While investigating facts about Smallpox Vaccine Scar and Smallpox Vaccine History, I found out little known, but curios details like:

Smallpox eradication by vaccination campaign lead by late Dr Henderon saved more lives to date than we had lost in all wars combined

how smallpox vaccine was discovered?

During the American Revolutionary War, despite opposition from the Continental Congress, George Washington ordered the vaccination of 40,000 soldiers from smallpox, reducing the infection rate from 17% to 1%

What is the smallpox vaccine?

In my opinion, it is useful to put together a list of the most interesting details from trusted sources that I've come across answering what age did they give smallpox vaccine. Here are 37 of the best facts about Smallpox Vaccine Side Effects and Smallpox Vaccine Name I managed to collect.

at what age was smallpox vaccine given?

  1. The word vaccine comes from the Latin root "vacca," meaning cow. This is due to the discovery that smallpox could be prevented by inoculating patients with the much less severe cowpox virus.

  2. The last person to be infected with naturally occurring smallpox died of malaria while vaccinating people against polio.

  3. No vaccine has been developed for monkeypox virus but in the past the use of smallpox vaccination has proven to be effective.

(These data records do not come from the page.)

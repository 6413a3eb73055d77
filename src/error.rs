//! Error types for schema reflection

use thiserror::Error;

/// Result type for reflection operations
pub type Result<T> = std::result::Result<T, ReflectError>;

/// Boxed error returned by hooks and capabilities
pub type BoxError = Box<dyn std::error::Error + Send + Sync + 'static>;

/// Reflection errors
///
/// Every variant carries the dotted property path (rooted at `#`) where the
/// failure happened.
#[derive(Error, Debug)]
pub enum ReflectError {
    #[error("Unsupported type at {path}: {type_name} ({kind})")]
    UnsupportedType {
        path: String,
        type_name: String,
        kind: String,
    },

    #[error("Failed to parse `{keyword}` value {value:?} at {path}: {reason}")]
    TagParse {
        path: String,
        keyword: String,
        value: String,
        reason: String,
    },

    #[error("Malformed field tag {tag:?} at {path}: {reason}")]
    InvalidTag {
        path: String,
        tag: String,
        reason: String,
    },

    #[error("Hook failed at {path}: {source}")]
    Hook {
        path: String,
        #[source]
        source: BoxError,
    },

    #[error("JSON error: {0}")]
    Json(#[from] serde_json::Error),

    #[error("Configuration error: {0}")]
    Config(#[from] config_crate::ConfigError),
}

impl ReflectError {
    /// The dotted path the error is attached to, if any
    pub fn path(&self) -> Option<&str> {
        match self {
            ReflectError::UnsupportedType { path, .. }
            | ReflectError::TagParse { path, .. }
            | ReflectError::InvalidTag { path, .. }
            | ReflectError::Hook { path, .. } => Some(path),
            ReflectError::Json(_) | ReflectError::Config(_) => None,
        }
    }
}

/// Error returned by hooks and capability implementations
#[derive(Error, Debug)]
pub enum HookError {
    /// Omit the property currently being placed into its parent.
    ///
    /// Only meaningful while a property is being reflected; anywhere else it
    /// surfaces as [`ReflectError::Hook`].
    #[error("skip property")]
    SkipProperty,

    #[error(transparent)]
    Failed(BoxError),
}

impl HookError {
    /// Wrap any error as a hook failure
    pub fn failed(err: impl Into<BoxError>) -> Self {
        HookError::Failed(err.into())
    }

    /// Hook failure from a plain message
    pub fn msg(message: impl Into<String>) -> Self {
        let message: String = message.into();
        HookError::Failed(message.into())
    }
}

/// Walker-internal control flow: the skip sentinel or a real error
#[derive(Debug)]
pub(crate) enum Interrupt {
    SkipProperty,
    Error(ReflectError),
}

impl From<ReflectError> for Interrupt {
    fn from(err: ReflectError) -> Self {
        Interrupt::Error(err)
    }
}

impl Interrupt {
    /// Lift a hook result into walker control flow, attaching the path
    pub(crate) fn from_hook(err: HookError, path: &str) -> Self {
        match err {
            HookError::SkipProperty => Interrupt::SkipProperty,
            HookError::Failed(source) => Interrupt::Error(ReflectError::Hook {
                path: path.to_string(),
                source,
            }),
        }
    }

    /// Collapse into a public error once no property boundary is left to catch a skip
    pub(crate) fn into_error(self, path: &str) -> ReflectError {
        match self {
            Interrupt::Error(err) => err,
            Interrupt::SkipProperty => ReflectError::Hook {
                path: path.to_string(),
                source: "property skip requested outside of a property".into(),
            },
        }
    }
}

#[cfg(test)]
mod tests {
    use super::*;

    #[test]
    fn test_error_messages_carry_path() {
        let err = ReflectError::TagParse {
            path: "#.age".to_string(),
            keyword: "minimum".to_string(),
            value: "abc".to_string(),
            reason: "invalid float literal".to_string(),
        };
        let message = err.to_string();
        assert!(message.contains("#.age"));
        assert!(message.contains("minimum"));
        assert_eq!(err.path(), Some("#.age"));
    }

    #[test]
    fn test_skip_sentinel_outside_property() {
        let err = Interrupt::from_hook(HookError::SkipProperty, "#").into_error("#");
        match err {
            ReflectError::Hook { path, .. } => assert_eq!(path, "#"),
            other => panic!("Expected Hook, got {:?}", other),
        }
    }

    #[test]
    fn test_hook_failure_wrapped() {
        match Interrupt::from_hook(HookError::msg("boom"), "#.name") {
            Interrupt::Error(ReflectError::Hook { path, source }) => {
                assert_eq!(path, "#.name");
                assert_eq!(source.to_string(), "boom");
            }
            other => panic!("Expected Hook error, got {:?}", other),
        }
    }
}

  4. When Johnny's daughter Marcella was vaccinated at school for smallpox, she was also given another shot. It was unknown what the shot was for. She contracted diphtheria and soon after died, at the age of 13 in 1915.

  5. The worldwide effort to vaccinate against smallpox completely eradicated the disease by the 1970s. We don't even bother getting vaccinated for it today.

  6. If a person is vaccinated within four to seven days of exposure the severity of the disease may be lessened but it is not guaranteed.

  7. Despite the smallpox vaccination not being given to Americans as part of the regular vaccination programs to prevent disease, there is enough on hand to administer if another outbreak were to occur.

  8. Indian physicians understood and applied the concept of vaccination against smallpox in 700 AD by taking cells from an infected patient, letting them sit, and then inoculating a small amount into a healthy patient.

  9. Smallpox was wiped out because of the vaccine. Vaccination for the disease is no longer required.

  10. In order for the smallpox vaccine to work it must be administered prior to coming into contact with the virus.

smallpox vaccine facts
What is the smallpox vaccine called?

Why smallpox vaccine stopped?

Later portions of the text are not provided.